(GIVEN DATA begins)

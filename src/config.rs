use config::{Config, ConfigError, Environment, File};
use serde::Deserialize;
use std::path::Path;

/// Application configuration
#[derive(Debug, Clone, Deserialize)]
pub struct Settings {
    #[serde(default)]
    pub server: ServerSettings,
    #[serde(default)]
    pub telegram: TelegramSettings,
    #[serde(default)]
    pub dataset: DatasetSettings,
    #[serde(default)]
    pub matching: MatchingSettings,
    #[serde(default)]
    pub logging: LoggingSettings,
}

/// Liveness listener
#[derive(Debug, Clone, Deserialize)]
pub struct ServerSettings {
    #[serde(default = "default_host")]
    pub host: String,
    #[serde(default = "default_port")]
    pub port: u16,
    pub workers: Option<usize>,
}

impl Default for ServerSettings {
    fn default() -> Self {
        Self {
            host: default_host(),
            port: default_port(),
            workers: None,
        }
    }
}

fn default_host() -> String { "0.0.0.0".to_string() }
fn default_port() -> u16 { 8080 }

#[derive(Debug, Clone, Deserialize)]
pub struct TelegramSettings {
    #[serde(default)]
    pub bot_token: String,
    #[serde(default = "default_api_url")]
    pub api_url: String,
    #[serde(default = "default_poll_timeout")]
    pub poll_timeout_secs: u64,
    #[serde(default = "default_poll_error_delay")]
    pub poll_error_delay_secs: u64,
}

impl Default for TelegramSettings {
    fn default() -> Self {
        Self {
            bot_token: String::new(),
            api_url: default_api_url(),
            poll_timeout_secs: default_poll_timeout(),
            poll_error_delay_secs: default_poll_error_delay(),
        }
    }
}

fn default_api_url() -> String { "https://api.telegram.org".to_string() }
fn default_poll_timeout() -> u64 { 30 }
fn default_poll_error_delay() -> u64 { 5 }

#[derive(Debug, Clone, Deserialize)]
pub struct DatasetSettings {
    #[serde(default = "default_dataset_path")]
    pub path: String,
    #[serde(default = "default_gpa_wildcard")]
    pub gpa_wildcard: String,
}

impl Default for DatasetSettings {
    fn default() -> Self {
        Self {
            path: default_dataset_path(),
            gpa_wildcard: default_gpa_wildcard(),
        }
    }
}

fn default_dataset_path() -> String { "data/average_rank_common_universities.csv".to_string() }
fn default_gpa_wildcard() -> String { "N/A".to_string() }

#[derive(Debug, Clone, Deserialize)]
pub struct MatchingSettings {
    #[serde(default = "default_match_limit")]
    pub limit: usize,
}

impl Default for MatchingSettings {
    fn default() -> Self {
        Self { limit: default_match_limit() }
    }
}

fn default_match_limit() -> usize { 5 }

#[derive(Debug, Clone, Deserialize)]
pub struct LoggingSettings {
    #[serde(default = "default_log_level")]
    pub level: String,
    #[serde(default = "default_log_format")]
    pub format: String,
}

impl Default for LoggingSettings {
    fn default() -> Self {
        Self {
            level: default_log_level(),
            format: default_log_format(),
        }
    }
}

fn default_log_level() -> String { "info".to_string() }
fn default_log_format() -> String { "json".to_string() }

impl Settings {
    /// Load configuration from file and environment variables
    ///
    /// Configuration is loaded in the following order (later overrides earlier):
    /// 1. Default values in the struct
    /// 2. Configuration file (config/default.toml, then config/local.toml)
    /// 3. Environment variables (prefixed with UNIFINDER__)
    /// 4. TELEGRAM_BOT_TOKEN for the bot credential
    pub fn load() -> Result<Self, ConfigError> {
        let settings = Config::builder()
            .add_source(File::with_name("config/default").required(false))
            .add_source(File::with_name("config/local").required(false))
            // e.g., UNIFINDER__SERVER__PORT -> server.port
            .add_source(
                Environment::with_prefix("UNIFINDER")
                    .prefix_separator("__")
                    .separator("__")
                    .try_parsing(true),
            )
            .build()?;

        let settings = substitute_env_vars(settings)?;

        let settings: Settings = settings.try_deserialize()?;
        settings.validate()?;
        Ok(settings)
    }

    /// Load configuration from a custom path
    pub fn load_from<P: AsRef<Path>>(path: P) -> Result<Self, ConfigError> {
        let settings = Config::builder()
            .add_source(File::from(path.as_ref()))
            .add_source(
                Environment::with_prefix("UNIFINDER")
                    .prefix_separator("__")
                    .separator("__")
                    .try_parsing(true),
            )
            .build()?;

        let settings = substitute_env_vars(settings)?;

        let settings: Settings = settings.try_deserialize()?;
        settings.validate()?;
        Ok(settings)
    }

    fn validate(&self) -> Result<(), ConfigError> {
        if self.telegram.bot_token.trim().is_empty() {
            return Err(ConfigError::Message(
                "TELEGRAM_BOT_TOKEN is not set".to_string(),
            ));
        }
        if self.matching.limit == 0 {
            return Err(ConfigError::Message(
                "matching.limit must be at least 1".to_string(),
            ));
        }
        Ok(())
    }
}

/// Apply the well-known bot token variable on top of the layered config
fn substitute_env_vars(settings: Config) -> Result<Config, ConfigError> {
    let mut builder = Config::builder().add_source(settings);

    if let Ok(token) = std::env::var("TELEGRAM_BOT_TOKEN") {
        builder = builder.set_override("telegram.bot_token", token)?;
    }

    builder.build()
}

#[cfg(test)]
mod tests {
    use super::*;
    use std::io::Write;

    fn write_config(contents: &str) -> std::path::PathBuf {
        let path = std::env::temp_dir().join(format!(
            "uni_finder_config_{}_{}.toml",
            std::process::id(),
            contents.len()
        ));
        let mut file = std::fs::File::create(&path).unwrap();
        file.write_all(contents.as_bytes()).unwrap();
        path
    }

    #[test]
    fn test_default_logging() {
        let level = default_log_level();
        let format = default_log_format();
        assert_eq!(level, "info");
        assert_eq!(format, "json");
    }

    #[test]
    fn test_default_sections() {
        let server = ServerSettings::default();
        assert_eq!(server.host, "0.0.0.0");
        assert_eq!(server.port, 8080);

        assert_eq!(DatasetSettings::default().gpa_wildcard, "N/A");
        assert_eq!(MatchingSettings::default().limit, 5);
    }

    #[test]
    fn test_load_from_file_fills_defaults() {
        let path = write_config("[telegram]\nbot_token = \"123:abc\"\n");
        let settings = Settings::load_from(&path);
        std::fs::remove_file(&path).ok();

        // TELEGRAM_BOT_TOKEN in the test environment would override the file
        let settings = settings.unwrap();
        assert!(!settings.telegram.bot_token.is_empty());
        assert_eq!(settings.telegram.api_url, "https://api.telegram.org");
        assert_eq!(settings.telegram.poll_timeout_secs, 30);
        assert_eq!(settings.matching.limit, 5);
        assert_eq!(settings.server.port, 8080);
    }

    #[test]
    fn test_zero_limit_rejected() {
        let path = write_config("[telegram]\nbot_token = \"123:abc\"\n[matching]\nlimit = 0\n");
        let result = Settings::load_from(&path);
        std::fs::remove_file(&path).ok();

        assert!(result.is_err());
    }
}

(GIVEN DATA ends)

EXERCISE PROMPT:
Pull each line containing the word "LoggingSettings" out of the data above.

ANSWER SPACE:
    pub logging: LoggingSettings,
pub struct LoggingSettings {
impl Default for LoggingSettings {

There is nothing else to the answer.